I feel more relaxed in school now than I have all year. The promises the 2Ls and 3Ls made me—that someday it would be easier to read a case—have finally come true. Something fell into place after Christmas. It's still not like the funny papers, of course, but comprehension is fluid, line by line. Even with Ames, I have more free time than in the worst moments last term, and after the draft brief, I should be able to knock off weekends for a while. I can be with Annette more often now. A few days ago, we actually got out for a movie in the middle of the week, and I've also reorganized my schedule somewhat, getting up with A. in the mornings so we can have coffee together before she heads off to teach.

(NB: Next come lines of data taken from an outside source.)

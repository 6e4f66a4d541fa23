// Renderer that turns particle field draw calls into CanvasRenderingContext2d
// calls, and keeps the canvas backing buffer in step with the viewport.

use crate::color::Color;
use crate::surface::Surface;
use std::f64::consts::PI;
use vecmath::Vector2;
use wasm_bindgen::{JsCast, JsValue};
use web_sys::{CanvasRenderingContext2d, HtmlCanvasElement};

pub struct Renderer {
    pub canvas: HtmlCanvasElement,
    pub context: CanvasRenderingContext2d,
}

impl Renderer {
    // Errors if the element has no 2d context, the caller decides whether that is fatal
    pub fn new(canvas: HtmlCanvasElement) -> Result<Self, JsValue> {
        let context = canvas
            .get_context("2d")?
            .ok_or_else(|| JsValue::from_str("2d context unavailable"))?
            .dyn_into::<CanvasRenderingContext2d>()?;

        Ok(Renderer { canvas, context })
    }

    // Setting the size also wipes the backing buffer, the next frame redraws everything
    pub fn resize(&self, width: u32, height: u32) {
        self.canvas.set_width(width);
        self.canvas.set_height(height);
    }

    fn trace_disc(&self, center: Vector2<f64>, radius: f64) -> Result<(), JsValue> {
        self.context.begin_path();
        self.context.arc(center[0], center[1], radius, 0.0, PI * 2.0)
    }
}

#[allow(deprecated)]
impl Surface for Renderer {
    type Error = JsValue;

    fn clear(&mut self, width: f64, height: f64) -> Result<(), JsValue> {
        self.context.clear_rect(0.0, 0.0, width, height);
        Ok(())
    }

    fn line(
        &mut self,
        from: Vector2<f64>,
        to: Vector2<f64>,
        width: f64,
        color: Color,
        opacity: f64,
    ) -> Result<(), JsValue> {
        self.context.begin_path();
        self.context.move_to(from[0], from[1]);
        self.context.line_to(to[0], to[1]);
        self.context
            .set_stroke_style(&JsValue::from_str(&color.to_css_with_opacity(opacity)));
        self.context.set_line_width(width);
        self.context.stroke();
        Ok(())
    }

    fn glow(&mut self, center: Vector2<f64>, radius: f64, color: Color) -> Result<(), JsValue> {
        let gradient = self
            .context
            .create_radial_gradient(center[0], center[1], 0.0, center[0], center[1], radius)?;
        gradient.add_color_stop(0.0, &color.with_alpha(0xcc).to_css())?;
        gradient.add_color_stop(1.0, &Color::TRANSPARENT.to_css())?;
        self.trace_disc(center, radius)?;
        self.context.set_fill_style(&gradient);
        self.context.fill();
        Ok(())
    }

    fn disc(
        &mut self,
        center: Vector2<f64>,
        radius: f64,
        color: Color,
        alpha: f64,
    ) -> Result<(), JsValue> {
        self.trace_disc(center, radius)?;
        self.context
            .set_fill_style(&JsValue::from_str(&color.with_alpha(0xff).to_css()));
        self.context.set_global_alpha(alpha);
        self.context.fill();
        self.context.set_global_alpha(1.0);
        Ok(())
    }
}
// The handful of 2d drawing primitives the particle field needs. The canvas
// implementation lives in renderer.rs, tests record calls instead of drawing.

use crate::color::Color;
use vecmath::Vector2;

pub trait Surface {
    type Error;

    fn clear(&mut self, width: f64, height: f64) -> Result<(), Self::Error>;

    fn line(
        &mut self,
        from: Vector2<f64>,
        to: Vector2<f64>,
        width: f64,
        color: Color,
        opacity: f64,
    ) -> Result<(), Self::Error>;

    /// Radial gradient disc fading from `color` at the center to transparent at `radius`.
    fn glow(&mut self, center: Vector2<f64>, radius: f64, color: Color) -> Result<(), Self::Error>;

    fn disc(
        &mut self,
        center: Vector2<f64>,
        radius: f64,
        color: Color,
        alpha: f64,
    ) -> Result<(), Self::Error>;
}

#[cfg(test)]
pub(crate) mod tests {
    use super::*;
    use std::convert::Infallible;

    #[derive(Clone, Debug, PartialEq)]
    pub enum Call {
        Clear(f64, f64),
        Line {
            from: Vector2<f64>,
            to: Vector2<f64>,
            width: f64,
            color: Color,
            opacity: f64,
        },
        Glow {
            center: Vector2<f64>,
            radius: f64,
            color: Color,
        },
        Disc {
            center: Vector2<f64>,
            radius: f64,
            color: Color,
            alpha: f64,
        },
    }

    #[derive(Default)]
    pub struct RecordingSurface {
        pub calls: Vec<Call>,
    }

    impl Surface for RecordingSurface {
        type Error = Infallible;

        fn clear(&mut self, width: f64, height: f64) -> Result<(), Infallible> {
            self.calls.push(Call::Clear(width, height));
            Ok(())
        }

        fn line(
            &mut self,
            from: Vector2<f64>,
            to: Vector2<f64>,
            width: f64,
            color: Color,
            opacity: f64,
        ) -> Result<(), Infallible> {
            self.calls.push(Call::Line {
                from,
                to,
                width,
                color,
                opacity,
            });
            Ok(())
        }

        fn glow(
            &mut self,
            center: Vector2<f64>,
            radius: f64,
            color: Color,
        ) -> Result<(), Infallible> {
            self.calls.push(Call::Glow { center, radius, color });
            Ok(())
        }

        fn disc(
            &mut self,
            center: Vector2<f64>,
            radius: f64,
            color: Color,
            alpha: f64,
        ) -> Result<(), Infallible> {
            self.calls.push(Call::Disc {
                center,
                radius,
                color,
                alpha,
            });
            Ok(())
        }
    }
}
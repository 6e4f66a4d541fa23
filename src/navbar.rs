// Navbar state derived from the scroll position: the "scrolled" style and
// which section's link gets highlighted

use wasm_bindgen::prelude::*;

pub const SCROLLED_THRESHOLD: f64 = 60.0;
// A section counts as current a bit before its top reaches the viewport top
pub const ACTIVE_LEAD: f64 = 200.0;

#[wasm_bindgen]
pub fn is_scrolled(scroll_y: f64) -> bool {
    scroll_y > SCROLLED_THRESHOLD
}

/// Index of the last section whose top (minus the lead) has been scrolled past.
/// `offsets` are the sections' `offsetTop` values in document order.
#[wasm_bindgen]
pub fn active_section(scroll_y: f64, offsets: &[f64]) -> Option<u32> {
    offsets
        .iter()
        .rposition(|top| scroll_y >= top - ACTIVE_LEAD)
        .map(|idx| idx as u32)
}

#[cfg(test)]
mod tests {
    use super::*;

    #[test]
    fn scrolled_after_threshold() {
        assert!(!is_scrolled(0.0));
        assert!(!is_scrolled(60.0));
        assert!(is_scrolled(60.5));
    }

    #[test]
    fn active_section_uses_lead() {
        let offsets = [0.0, 700.0, 1500.0];
        assert_eq!(active_section(0.0, &offsets), Some(0));
        assert_eq!(active_section(499.0, &offsets), Some(0));
        assert_eq!(active_section(500.0, &offsets), Some(1));
        assert_eq!(active_section(5000.0, &offsets), Some(2));
    }

    #[test]
    fn nothing_active_above_first_section() {
        assert_eq!(active_section(0.0, &[400.0, 900.0]), None);
        assert_eq!(active_section(100.0, &[]), None);
    }
}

As for classes, I am still enjoying the elective, Law and Public Policy. Sternlieb has spent the first weeks trying to acquaint us with the social science skills he considers invaluable to policy planners. Right now we're doing statistics and the Bayes theorem. Last week it was game theory. Before that, we had another heavy dose of economics, going over marginalism, Pareto optimality, and cost/benefit analysis.

Along that line, I have some advice for anybody considering law school: take some econ before you come. The policy course is the fourth of the year to place considerable emphasis on economics. The free market in Contracts; allocation theory in Torts. In Property, Fowler has introduced us to something called Coase's theorem, an economic approach to the distribution of property rights. Even Nicky on occasion has talked about rules in terms of their costs and benefits. In all instances, econ has been introduced as a rationalizing principle, a way to make more sense of the many hard choices in the law.

For those of us without any background in the subject it is sometimes heavy sledding. Nothing is surer to turn on Sondergard's tears than prolonged talk of economics. Another section has been in a state of muted rebellion all year against their young Contracts professor who follows an unyielding economic analysis, which, for a lot of students, is like not being allowed to come up for air.